50      Further, there is the evidence of Mr Sherwood.  I did have the opportunity to observe him in cross-examination.  Mr Sherwood struck me as a truthful and honest witness, giving a fair and measured account of his circumstances.  There were some minor inconsistencies, in particular, in relation to a water-skiing event which took him to a chiropractor, but those matters are insignificant.  There were no real challenges to his credit.  Mr Sherwood’s evidence is clear about the very significant problems he has suffered as a result of a loss of autobiographical memory; that is, the capacity to have personal recollections of things prior to the accident.  It is a most unusual, even bewildering, condition, and Mr Sherwood’s capacity to be able to resume his work as a project manager, in what must be a demanding job, is remarkable.  I accept Mr Sherwood’s evidence that he spent a great deal of time effectively “re-learning” most of the aspects of his job.

51      What is difficult is Mr Sherwood’s apparent failure to report his memory difficulties to Dr Ponsford, whom he saw in October 2009, January 2010 and December 2011.  According to Dr Ponsford’s reports, there is no reference to any substantial memory loss.  There is reference to a range of cognitive functioning deficits.  In October 2009, Mr Sherwood attended with his mother and sister, so one would think they had the opportunity to say something about it. 

52      In fact, Dr Ponsford thought Mr Sherwood was recovering well, was pleased with his progress and, at an early time, recommended a return-to-work and to a resumption of his driving.

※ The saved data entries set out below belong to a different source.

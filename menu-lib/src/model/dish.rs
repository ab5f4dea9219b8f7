//! Dishes and their comments

use serde::Deserialize;
use serde::Serialize;

use super::ItemId;
use super::Resource;

/// A dish on the menu.
#[derive(Debug, Clone, PartialEq, Serialize, Deserialize)]
#[serde(rename_all = "camelCase")]
pub struct Dish {
    pub id: ItemId,
    pub name: String,
    #[serde(default)]
    pub image: String,
    #[serde(default)]
    pub category: String,
    #[serde(default)]
    pub featured: bool,
    #[serde(default)]
    pub label: String,
    #[serde(default)]
    pub price: String,
    #[serde(default)]
    pub description: String,
    #[serde(default)]
    pub comments: Vec<Comment>,
}

impl Dish {
    /// Average rating over all comments, or `None` when there are none.
    pub fn average_rating(&self) -> Option<f64> {
        if self.comments.is_empty() {
            return None;
        }
        let total: u32 = self.comments.iter().map(|c| u32::from(c.rating)).sum();
        Some(f64::from(total) / self.comments.len() as f64)
    }
}

impl Resource for Dish {
    const COLLECTION: &'static str = "dishes";

    fn id(&self) -> &ItemId {
        &self.id
    }

    fn featured(&self) -> bool {
        self.featured
    }
}

/// A customer comment on a dish.
#[derive(Debug, Clone, PartialEq, Eq, Serialize, Deserialize)]
#[serde(rename_all = "camelCase")]
pub struct Comment {
    /// Rating from 1 to 5.
    pub rating: u8,
    pub comment: String,
    pub author: String,
    /// ISO-8601 timestamp of when the comment was written.
    #[serde(default)]
    pub date: String,
}

/// Lowest allowed comment rating.
pub const MIN_RATING: u8 = 1;

/// Highest allowed comment rating, also the form default.
pub const MAX_RATING: u8 = 5;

53      However, the letter from the general practitioner, Dr Uy Kimpang, dated 2 October 2009 to Dr Ponsford, is most significant.  She described Mr Sherwood as “… confused, has poor short-term memory and long term memory impairment”.[21]  This is a clear statement Mr Sherwood had a problem with long-term memory at the time. 

[21]PCB 53

54      There may be a range of reasons why the reports of Dr Posnford do not record this problem.  Maybe it was mentioned by Mr Sherwood, but not taken up or recorded by Dr Ponsford.  Maybe it was not mentioned at all, because the right questions were not asked.  I accept Mrs Sherwood’s evidence that her son is a person not given to complaint.  I further accept that Mr Sherwood is somewhat embarrassed about the memory deficit and reluctant to discuss it.  The family did not want to raise it with him because it upset him and he did not want to raise it with them as he felt protective of them. 

55      Whatever the reason, I am satisfied that the significant memory deficits of which Mr Sherwood speaks, were evident at the time he saw Dr Ponsford.  That is clear from the general practitioner’s referral letter.  For whatever reason, they were not raised, or if raised, not recorded by Dr Ponsford.  The fact that they were not referred to does not persuade me that they were not present at the time. 

56      Further, in February 2010, while not specifically addressed by the neuropsychologist, Dr Petrov, nonetheless she did obtain a history that Mr Sherwood’s memory was “extremely bad”.   

57      As Mr Lewis said in final submissions, there was no diagnosis of FRA until 2013.  However, this application is not concerned with diagnoses or labels, but rather of consequences.

58      I am satisfied that Mr Sherwood suffered a range of cognitive deficits as a result of a moderate head injury suffered in the accident.  I am further satisfied that the most significant of those deficits was the loss of his pre-accident memory, latterly diagnosed as FRA.  In the scheme of things, that is a very substantial loss for any person, and I accept it has had a very significant effect upon Mr Sherwood’s life.  He has made a remarkable effort to recover from it, but he understandably remains upset and distressed. 

59      While Mr Lewis did not concede the fact, he did not argue that if I was to find Mr Sherwood did suffer the FRA, that it was not a serious injury. 

60      In all the circumstances, it is appropriate to grant leave to bring proceedings in respect of the organic brain injury.  I will make consequent orders.